In case non-surgical methods are not helpful, the doctor may prescribe any of the below-given surgical or other types of treatment for TMD:
- Arthrocentesis – This is a minimally invasive surgical procedure. It involves inserting small needles into the joint. These help to drain any fluid and any debris along with inflammatory causes.
- Arthroscopy – In some cases, arthroscopic surgery can be highly effective in treating TMD dysfunctions of various types. In this, a small thin tube called a cannula is inserted into the joint space. Then an arthroscope is inserted through the cannula. The surgeon / dentist can use tiny surgical instruments attached to the arthroscope to rectify the cause of jaw pain.
- Open joint surgery – In case your jaw pain is not treated successfully using the above-given treatment methods, then the surgeon can advise you to undergo an open-joint surgery. This is especially true if your jaw pain is being caused by a structural malfunction in the joint. An arthrotomy (open-joint surgery) is usually advised in such cases. It helps to replace or repair the affected joint. However, this treatment method has more risks than other treatment methods for TMD. Hence, it should be considered after a thorough discussion with your dentist/surgeon.
Temporomandibular Joint Dysfunction Medical Devices
Temporomandibular joint dysfunction (TMD) can be also treated using several types of TMD medical devices. These devices are designed to replace the affected joint parts or replace the disc or glenoid fossa.
Some types of devices are designed to replace the complete jaw joint too. These devices are helpful to restore functioning in the affected joint by alleviating the pain.
However, there are chances that a TMD medical device may not be able to treat your condition completely.
These medical devices are designed to restore normal function in your affected jaw, including closing and opening your mouth and chewing.
Still, you must remember that jaw movement is not restored completely with every TMD medical device implantation.

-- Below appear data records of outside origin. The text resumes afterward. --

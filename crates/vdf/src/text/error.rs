//! Text parser error type.

use thiserror::Error;

/// Structural error in the text encoding. Offsets are byte positions in the input.
#[derive(Debug, Error, Clone, PartialEq, Eq)]
pub enum TextError {
    #[error("vdf: unexpected {token} at byte {offset}")]
    UnexpectedToken { token: char, offset: usize },
    #[error("vdf: unexpected conditional {condition:?} at byte {offset}")]
    UnexpectedConditional { condition: String, offset: usize },
    #[error("vdf: missing {{ at byte {offset}")]
    MissingOpenBrace { offset: usize },
    #[error("vdf: missing }} for the {{ at byte {offset}")]
    MissingCloseBrace { offset: usize },
    #[error("vdf: unexpected end of input at byte {offset}, expected a value")]
    UnexpectedEof { offset: usize },
    #[error("vdf: unterminated string starting at byte {offset}")]
    UnterminatedString { offset: usize },
    #[error("vdf: nesting deeper than {max_depth} at byte {offset}")]
    TooDeep { max_depth: usize, offset: usize },
}

impl TextError {
    /// Byte offset the error points at.
    pub fn offset(&self) -> usize {
        match self {
            TextError::UnexpectedToken { offset, .. }
            | TextError::UnexpectedConditional { offset, .. }
            | TextError::MissingOpenBrace { offset }
            | TextError::MissingCloseBrace { offset }
            | TextError::UnexpectedEof { offset }
            | TextError::UnterminatedString { offset }
            | TextError::TooDeep { offset, .. } => *offset,
        }
    }
}
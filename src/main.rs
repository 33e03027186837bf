use std::{sync::Arc, time::Duration};

use cadence_api::{
    config::Config,
    db::{self, PgPreferenceStore},
    routes::{create_router, AppState},
    services::{
        providers::{ClientCredentialsSource, SpotifyProvider, TokenCache},
        TrackService,
    },
};
use tracing_subscriber::{layer::SubscriberExt, util::SubscriberInitExt, EnvFilter};

#[tokio::main]
async fn main() -> anyhow::Result<()> {
    tracing_subscriber::registry()
        .with(
            EnvFilter::try_from_default_env()
                .unwrap_or_else(|_| EnvFilter::new("cadence_api=debug,tower_http=debug")),
        )
        .with(tracing_subscriber::fmt::layer())
        .init();

    let config = Config::from_env()?;

    // Storage
    let pool = db::create_pool(&config.database_url).await?;
    db::run_migrations(&pool).await?;
    let preferences = PgPreferenceStore::new(pool);

    // Catalog provider
    let http_client = reqwest::Client::new();
    let token_cache = TokenCache::new(ClientCredentialsSource::new(
        http_client.clone(),
        config.spotify_token_url.clone(),
        config.spotify_client_id.clone(),
        config.spotify_client_secret.clone(),
    ));
    let catalog = SpotifyProvider::new(
        http_client,
        token_cache,
        config.spotify_api_url.clone(),
        config.spotify_market.clone(),
    );

    let state = AppState::new(TrackService::new(Arc::new(catalog), Arc::new(preferences)));
    let app = create_router(state, Duration::from_secs(config.request_timeout_secs));

    let listener = tokio::net::TcpListener::bind(config.bind_addr()).await?;
    tracing::info!(addr = %config.bind_addr(), "Server running");
    axum::serve(listener, app).await?;

    Ok(())
}
pub mod providers;
pub mod tracks;

pub use tracks::TrackService;
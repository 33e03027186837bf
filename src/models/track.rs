use serde::{Deserialize, Serialize};

use super::{CatalogTrack, Preference};

/// A catalog track annotated with the requesting user's preference
#[derive(Debug, Clone, Serialize, Deserialize, PartialEq)]
pub struct UnifiedTrack {
    #[serde(flatten)]
    pub track: CatalogTrack,
    pub preference: Preference,
}

/// Search page returned to the client
#[derive(Debug, Clone, Serialize, Deserialize, PartialEq)]
pub struct UnifiedSearchResult {
    pub limit: u32,
    pub offset: u32,
    pub total: u32,
    pub items: Vec<UnifiedTrack>,
}

/// Recommendations returned to the client
#[derive(Debug, Clone, Serialize, Deserialize, PartialEq)]
pub struct UnifiedRecommendationResult {
    pub items: Vec<UnifiedTrack>,
}

/// Body of POST /track-activity
#[derive(Debug, Clone, Deserialize)]
pub struct TrackActivityRequest {
    pub track_id: String,
    #[serde(default)]
    pub preference: Preference,
}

You can be recommended a TMD medical device treatment if other treatment types are unsuccessful, including non-surgical methods. This surgery is usually advised for people who have previously undergone joint reconstruction.
Temporomandibular joint dysfunction medical devices are usually the last resort of treatment. It is mostly recommended when other non-surgical and medication methods fail to successfully treat your condition.
It is strongly advised to reassure that you will not face any adverse effects of an implant.
The dentist/surgeon will initially evaluate your overall health to check for risks before recommending that you get temporomandibular joint dysfunction medical device treatments.